La Belgique est une destination phare des réseaux de prostitution de mineurs nigérians

Elles sont nombreuses, enfermées psychologiquement par des rituels vaudous, à traverser la Méditerranée pour être exploitées sexuellement en Europe. Sur les 3.000 mineures nigérianes à être arrivées sur le Vieux Continent en 2016 (selon l’OIM), un grand nombre ont fini leur route en Belgique.

Or, seuls 20 mineurs non accompagnés (Mena) nigérians ont été signalés dans le pays cette année-là, rapporte lundi dans son rapport annuel le Centre fédéral migration Myria. Pour lui, ces chiffres illustrent clairement que “dans le domaine de la détection des victimes de la traite des êtres humains mineurs, la Belgique a des efforts importants à fournir”.

Pour Myria, il importe d’intensifier et diversifier des formations à l’attention des acteurs de première ligne (magistrats, tuteurs, services d’aides à la jeunesse). Nombre d’entre eux sont en effet “insuffisamment au courant des indicateurs de traite des êtres humains”.

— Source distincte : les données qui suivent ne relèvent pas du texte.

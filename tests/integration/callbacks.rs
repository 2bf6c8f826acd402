use std::{sync::Arc, thread};

use ecc_enclave::MAX_VALUE_SIZE;
use ecc_node::{
    mock::{MockLedger, MockStub},
    EnclaveError,
};
use eyre::Result;
use tracing::info;

use crate::common::{init_test_logging, ready_enclave, tx};

#[test]
fn test_range_query_through_enclave() -> Result<()> {
    init_test_logging();
    let (_, enclave) = ready_enclave()?;
    let ledger = MockLedger::default();

    enclave.invoke(tx(&ledger, &["put", ".obj.b.", "v2"]))?;
    enclave.invoke(tx(&ledger, &["put", ".obj.a.", "v1"]))?;
    enclave.invoke(tx(&ledger, &["put", ".other.c.", "v3"]))?;
    enclave.invoke(tx(&ledger, &["put", "plain", "v4"]))?;

    // composite keys are stored in the ledger's native form
    assert!(ledger.lock().contains_key("\u{0}obj\u{0}a\u{0}"));
    assert!(ledger.lock().contains_key("plain"));

    let stub = MockStub::new(ledger.clone(), ["range", ".obj."]);
    let response = enclave.invoke(Arc::new(stub.clone()))?;
    assert_eq!(
        String::from_utf8(response)?,
        r#"[{"key":".obj.a.","value":"v1"},{"key":".obj.b.","value":"v2"}]"#
    );
    assert_eq!(stub.closed_iterators(), 1);
    Ok(())
}

#[test]
fn test_absent_and_oversized_values_read_as_empty() -> Result<()> {
    init_test_logging();
    let (_, enclave) = ready_enclave()?;
    let ledger = MockLedger::default();
    ledger
        .lock()
        .insert("huge".into(), vec![b'x'; MAX_VALUE_SIZE + 1]);
    ledger.lock().insert("fits".into(), vec![b'x'; MAX_VALUE_SIZE]);

    assert!(enclave.invoke(tx(&ledger, &["get", "missing"]))?.is_empty());
    assert!(enclave.invoke(tx(&ledger, &["get", "huge"]))?.is_empty());
    assert_eq!(enclave.invoke(tx(&ledger, &["get", "fits"]))?.len(), MAX_VALUE_SIZE);
    Ok(())
}

#[test]
fn test_creator_identity() -> Result<()> {
    init_test_logging();
    let (_, enclave) = ready_enclave()?;
    let response = enclave.invoke(tx(&MockLedger::default(), &["creator"]))?;
    let response = String::from_utf8(response)?;
    let (msp_id, dn) = response.split_once('\n').expect("msp id and dn");
    info!(msp_id, dn, "Creator");
    assert_eq!(msp_id, "Org1MSP");
    assert_eq!(
        dn,
        "CN=User1@org1.example.com,OU=client,O=org1.example.com,L=San Francisco,ST=California,C=US"
    );
    Ok(())
}

#[test]
fn test_malformed_creator_aborts_call() -> Result<()> {
    init_test_logging();
    let (_, enclave) = ready_enclave()?;
    let stub = MockStub::new(MockLedger::default(), ["creator"]).with_creator(b"garbage".to_vec());
    match enclave.invoke(Arc::new(stub)) {
        Err(EnclaveError::Callback { op, .. }) => assert_eq!(op, "get_creator_name"),
        other => panic!("unexpected result: {other:?}"),
    }
    assert!(enclave.registry().is_empty());
    Ok(())
}

#[test]
fn test_store_failure_aborts_call() -> Result<()> {
    init_test_logging();
    let (_, enclave) = ready_enclave()?;
    let ledger = MockLedger::default();
    let stub = MockStub::new(ledger.clone(), ["put", "k", "v"]).with_failing_writes();
    assert!(matches!(
        enclave.invoke(Arc::new(stub)),
        Err(EnclaveError::Callback { op: "put_state", .. })
    ));
    assert!(ledger.lock().is_empty());
    Ok(())
}

/// Concurrent transactions each see only their own ledger
#[test]
fn test_concurrent_calls_are_isolated() -> Result<()> {
    init_test_logging();
    let (_, enclave) = ready_enclave()?;
    let ledgers = (0..16).map(|_| MockLedger::default()).collect::<Vec<_>>();

    thread::scope(|s| {
        for (i, ledger) in ledgers.iter().enumerate() {
            let enclave = &enclave;
            s.spawn(move || {
                let value = format!("value-{i}");
                for _ in 0..10 {
                    enclave
                        .invoke(tx(ledger, &["put", "k", &value]))
                        .expect("put");
                    let read = enclave.invoke(tx(ledger, &["get", "k"])).expect("get");
                    assert_eq!(read, value.as_bytes());
                }
            });
        }
    });

    for (i, ledger) in ledgers.iter().enumerate() {
        let ledger = ledger.lock();
        assert_eq!(ledger.len(), 1);
        assert_eq!(ledger.get("k"), Some(&format!("value-{i}").into_bytes()));
    }
    assert!(enclave.registry().is_empty());
    Ok(())
}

Le Centre estime aussi que “l’accueil de ces mineurs” – quand ils sont détectés et font usage de la procédure spécifique d’octroi de séjour – “n’est pas suffisamment adapté”. Il “est nécessaire de les accueillir dans des structures sécurisées”, à l’image du centre Esperanto, pourtant non reconnu, estime Myria. Il conviendrait également d’ouvrir un centre de ce type en Flandre qui n’en dispose pas encore.

Pour pallier ces problèmes et améliorer tant que faire se peut l’accompagnement des mineurs en danger, Myria plaide pour la mise en place, par la Cellule interdépartementale de coordination de la politique, d’un groupe d’experts indépendants, chargé de formuler des propositions concrètes pour répondre aux défis de détection, d’accueil et de séjour de ces victimes.

Au-delà de ce focus sur les mineurs, le rapport de Myria dévoile d’autres chiffres globaux. Il en ressort que les infractions pour trafic d’êtres humains sont en forte hausse en Belgique: elles sont passées de 219 en 2013 à 463 en 2017. La Flandre est surtout concernée, puisqu’elle cristallise 75% de ces infractions, tandis que 19% ont été signalées à Bruxelles et 5% en Wallonie. Les villes de Gand (75), Bruxelles (37) et Bruges (31) sont pointées, de même que l’aéroport de Zaventem (32). En outre, “19 victimes de trafic aggravé sont entrées dans la procédure en 2017, dont quatre mineurs.”

Les infractions pour traite des êtres humains enregistrées par la police ont elles été au nombre de 329 l’an dernier: 155 pour exploitation économique, 149 pour exploitation sexuelle, 14 pour exploitation de la mendicité et 11 pour contrainte à commettre un délit/crime.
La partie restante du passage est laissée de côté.